The Court is not persuaded by respondents arguments concerning the purported defects of the Petition.

First, petitioner Republics failure to attach a copy of respondents Vegas Appellees Brief to the instant Petition is not a fatal mistake, which merits the immediate dismissal of a Rule 45 Petition. The requirement that a petition for review on certiorari should be accompanied by such material portions of the record as would support the petition is left to the discretion of the party filing the petition.[8] Except for the duplicate original or certified true copy of the judgment sought to be appealed from,[9] there are no other records from the court a quo that must perforce be attached before the Court can take cognizance of a Rule 45 petition.
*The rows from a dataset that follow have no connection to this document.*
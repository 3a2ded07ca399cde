//! Cache decorator: hits, misses, self-healing replay and write budget.

mod common;

use bytes::Bytes;
use common::{EventLog, Recorder, Reply, ScriptedTransport, bytes_task, fast_config, number_task};
use fetchcore::cache::{CacheStore, CachedDownloader, FjallCacheStore, MemoryCacheStore, NullCacheStore};
use fetchcore::callback::DownloadCallback;
use fetchcore::humanize::ByteSize;
use fetchcore::task::{MemoryTask, TaskExt};
use fetchcore::{DownloadError, DownloadTask, Downloader, DownloaderService, Locator};
use std::sync::Arc;
use tempfile::TempDir;

type Cached<S> = CachedDownloader<Downloader<ScriptedTransport>, S>;

fn cached_over<S: CacheStore>(transport: ScriptedTransport, store: &Arc<S>, budget: u64) -> Cached<S> {
    let upstream = Downloader::new(transport, &fast_config()).unwrap();
    CachedDownloader::new(upstream, Arc::clone(store), ByteSize(budget))
}

fn number_recorder(name: &str, log: &EventLog) -> Option<Arc<dyn DownloadCallback<u32>>> {
    Some(Recorder::new(name, log))
}

#[tokio::test]
async fn test_second_download_served_from_cache() {
    let store = Arc::new(MemoryCacheStore::new());
    let cached = cached_over(ScriptedTransport::new().serve("A", Reply::body("1234")), &store, 1024);
    let log = EventLog::new();

    let first = cached.download(number_task("A"), number_recorder("first", &log)).unwrap();
    assert_eq!(first.await.unwrap(), 1234);
    assert_eq!(store.get(&Locator::new("A")).unwrap(), Some(Bytes::from_static(b"1234")));

    // Cache hits complete before `download` returns.
    let second = cached.download(number_task("A"), number_recorder("second", &log)).unwrap();
    assert!(second.is_done());
    assert_eq!(log.events(), vec!["first:done", "second:done"]);
    assert_eq!(second.await.unwrap(), 1234);

    assert_eq!(cached.upstream().transport().opened("A"), 1);
}

#[tokio::test]
async fn test_corrupt_entry_evicted_and_refetched() {
    let store = Arc::new(MemoryCacheStore::new());
    store.put(&Locator::new("A"), Bytes::from_static(b"garbage")).unwrap();
    let cached = cached_over(ScriptedTransport::new().serve("A", Reply::body("1234")), &store, 1024);
    let log = EventLog::new();

    let handle = cached.download(number_task("A"), number_recorder("dl", &log)).unwrap();

    assert_eq!(handle.await.unwrap(), 1234);
    assert_eq!(log.events(), vec!["dl:done"]);
    assert_eq!(store.get(&Locator::new("A")).unwrap(), Some(Bytes::from_static(b"1234")));
    assert_eq!(cached.upstream().transport().opened("A"), 1);
}

#[tokio::test]
async fn test_corrupt_entry_with_failing_upstream_reports_upstream_error() {
    let store = Arc::new(MemoryCacheStore::new());
    store.put(&Locator::new("A"), Bytes::from_static(b"garbage")).unwrap();
    let cached = cached_over(ScriptedTransport::new(), &store, 1024);

    let result = cached.download_with_tries(number_task("A"), None, 1).unwrap().await;

    assert!(matches!(result, Err(DownloadError::HttpStatus { status: 404, .. })));
    assert!(store.is_empty());
}

#[tokio::test]
async fn test_non_cacheable_tasks_bypass_store() {
    let store = Arc::new(MemoryCacheStore::new());
    let cached = cached_over(ScriptedTransport::new().serve("mem://a", Reply::body("fresh")), &store, 1024);
    store.put(&Locator::new("mem://a"), Bytes::from_static(b"stale")).unwrap();

    let value = cached.download(bytes_task("mem://a"), None).unwrap().await.unwrap();

    assert_eq!(value, Bytes::from_static(b"fresh"));
    assert_eq!(store.get(&Locator::new("mem://a")).unwrap(), Some(Bytes::from_static(b"stale")));
}

#[tokio::test]
async fn test_failed_download_leaves_no_entry() {
    let store = Arc::new(MemoryCacheStore::new());
    let transport = ScriptedTransport::new()
        .script("A", vec![Reply::body("not a number")])
        .serve("A", Reply::reset());
    let cached = cached_over(transport, &store, 1024);

    let result = cached.download_with_tries(number_task("A"), None, 2).unwrap().await;

    assert!(result.is_err());
    assert!(store.is_empty());
}

#[tokio::test]
async fn test_body_over_budget_downloaded_but_not_cached() {
    let store = Arc::new(MemoryCacheStore::new());
    let transport = ScriptedTransport::new().serve("mem://big", Reply::body("0123456789abcdef"));
    let cached = cached_over(transport, &store, 8);
    let task: Arc<dyn DownloadTask<Bytes>> = Arc::new(MemoryTask::new("mem://big").cacheable());

    let value = cached.download(Arc::clone(&task), None).unwrap().await.unwrap();
    assert_eq!(value.len(), 16);
    assert!(store.is_empty());

    cached.download(task, None).unwrap().await.unwrap();
    assert_eq!(cached.upstream().transport().opened("mem://big"), 2);
}

#[tokio::test]
async fn test_concurrent_misses_both_resolve() {
    let store = Arc::new(MemoryCacheStore::new());
    let transport = ScriptedTransport::new().serve("A", Reply::after(20, Reply::body("1234")));
    let cached = cached_over(transport, &store, 1024);

    let first = cached.download(number_task("A"), None).unwrap();
    let second = cached.download(number_task("A"), None).unwrap();

    assert_eq!(first.await.unwrap(), 1234);
    assert_eq!(second.await.unwrap(), 1234);
    assert_eq!(store.get(&Locator::new("A")).unwrap(), Some(Bytes::from_static(b"1234")));
}

#[tokio::test]
async fn test_null_store_always_goes_upstream() {
    let store = Arc::new(NullCacheStore);
    let cached = cached_over(ScriptedTransport::new().serve("A", Reply::body("1234")), &store, 1024);

    for _ in 0..2 {
        assert_eq!(cached.download(number_task("A"), None).unwrap().await.unwrap(), 1234);
    }
    assert_eq!(cached.upstream().transport().opened("A"), 2);
}

#[tokio::test]
async fn test_disk_cache_survives_restart() {
    let temp = TempDir::new().unwrap();
    let path = temp.path().join("cache");

    {
        let store = Arc::new(FjallCacheStore::open(&path, "downloads").unwrap());
        let cached = cached_over(ScriptedTransport::new().serve("A", Reply::body("1234")), &store, 1024);

        assert_eq!(cached.download(number_task("A"), None).unwrap().await.unwrap(), 1234);
        cached.shutdown().unwrap();
        cached.upstream().drained().await;
    }

    let store = Arc::new(FjallCacheStore::open(&path, "downloads").unwrap());
    let cached = cached_over(ScriptedTransport::new(), &store, 1024);

    let handle = cached.download(number_task("A"), None).unwrap();
    assert!(handle.is_done());
    assert_eq!(handle.await.unwrap(), 1234);
    assert_eq!(cached.upstream().transport().total_opened(), 0);
}

#[tokio::test]
async fn test_cache_metrics_counted() {
    let store = Arc::new(MemoryCacheStore::new());
    store.put(&Locator::new("B"), Bytes::from_static(b"oops")).unwrap();
    let transport = ScriptedTransport::new()
        .serve("A", Reply::body("1"))
        .serve("B", Reply::body("2"));
    let cached = cached_over(transport, &store, 1024);
    let metrics = Arc::clone(cached.upstream().metrics());
    let cached = cached.with_metrics(Arc::clone(&metrics));

    cached.download(number_task("A"), None).unwrap().await.unwrap();
    cached.download(number_task("A"), None).unwrap().await.unwrap();
    cached.download(number_task("B"), None).unwrap().await.unwrap();

    let snapshot = metrics.snapshot();
    assert_eq!(snapshot.cache_misses, 1);
    assert_eq!(snapshot.cache_hits, 1);
    assert_eq!(snapshot.cache_evictions, 1);
    assert_eq!(snapshot.downloads_started, 2);
}

#[tokio::test]
async fn test_panicking_replay_evicted_and_refetched() {
    let store = Arc::new(MemoryCacheStore::new());
    store.put(&Locator::new("A"), Bytes::from_static(b"poison")).unwrap();
    let cached = cached_over(ScriptedTransport::new().serve("A", Reply::body("1234")), &store, 1024);
    let log = EventLog::new();

    let task: Arc<dyn DownloadTask<u32>> = Arc::new(
        MemoryTask::new("A")
            .map(|bytes| {
                if bytes.as_ref() == b"poison" {
                    panic!("cannot decode cached body");
                }
                std::str::from_utf8(&bytes)
                    .ok()
                    .and_then(|s| s.parse::<u32>().ok())
                    .ok_or_else(|| DownloadError::session("body is not a number"))
            })
            .cacheable(),
    );
    let handle = cached.download(task, number_recorder("dl", &log)).unwrap();

    assert_eq!(handle.await.unwrap(), 1234);
    assert_eq!(log.events(), vec!["dl:done"]);
    assert_eq!(store.get(&Locator::new("A")).unwrap(), Some(Bytes::from_static(b"1234")));
    assert_eq!(cached.upstream().transport().opened("A"), 1);
}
Respondents cannot fault petitioner Republic for excluding pleadings, documents or records in the lower court, which to their mind would assist this Court in deciding whether the Decision appealed from is sound. Petitioner Republic is left to its own estimation of the case in deciding which records would support its Petition and should thus be attached thereto. In any event, respondents are not prevented from attaching to their pleadings pertinent portions of the records that they deem necessary for the Courts evaluation of the case, as was done by respondents Vegas in this case when they attached their Appellees Brief to their Comment. In the end, it is the Court, in finally resolving the merits of the suit that will ultimately decide whether the material portions of the records attached are sufficient to support the Petition.

Second, the Petition raises a question of law, and not a question of fact. Petitioner Republic simply takes issue against the conclusions made by the trial and the appellate courts regarding the nature and character of the subject parcel of land, based on the evidence presented. When petitioner asks for a review of the decisions made by a lower court based on the evidence presented, without delving into their probative value but simply on their sufficiency to support the legal conclusions made, then a question of law is raised.

In New Rural Bank of Guimba (N.E.) Inc. v. Fermina S. Abad and Rafael Susan,[10] the Court reiterated the distinction between a question of law and a question of fact in this wise:

We reiterate the distinction between a question of law and a

question of fact. A question of law exists when the doubt or controversy concerns the correct application of law or jurisprudence to a certain set of facts; or when the issue does not call for an examination of the probative value of the evidence presented, the truth or falsehood of the facts being admitted. A question of fact exists when a doubt or difference arises as to the truth or falsehood of facts or when the query invites calibration of the whole evidence considering mainly the credibility of the witnesses, the existence and relevancy of specific

surrounding circumstances, as well as their relation to each other and to the whole, and the probability of the situation. (Emphasis supplied) Petitioner Republic is not calling for an examination of the probative value or

truthfulness of the evidence presented, specifically the testimony of Mr. Gonzales. It, however, questions whether the evidence on record is sufficient to support the lower courts conclusion that the subject land is alienable and disposable. Otherwise stated, considering the evidence presented by respondents Vegas in the proceedings below, were the trial and the appellate courts justified under the law and jurisprudence in their findings on the nature and character of the subject land? Undoubtedly, this is a pure question of law, which calls for a resolution of what is the correct and applicable law to a given set of facts.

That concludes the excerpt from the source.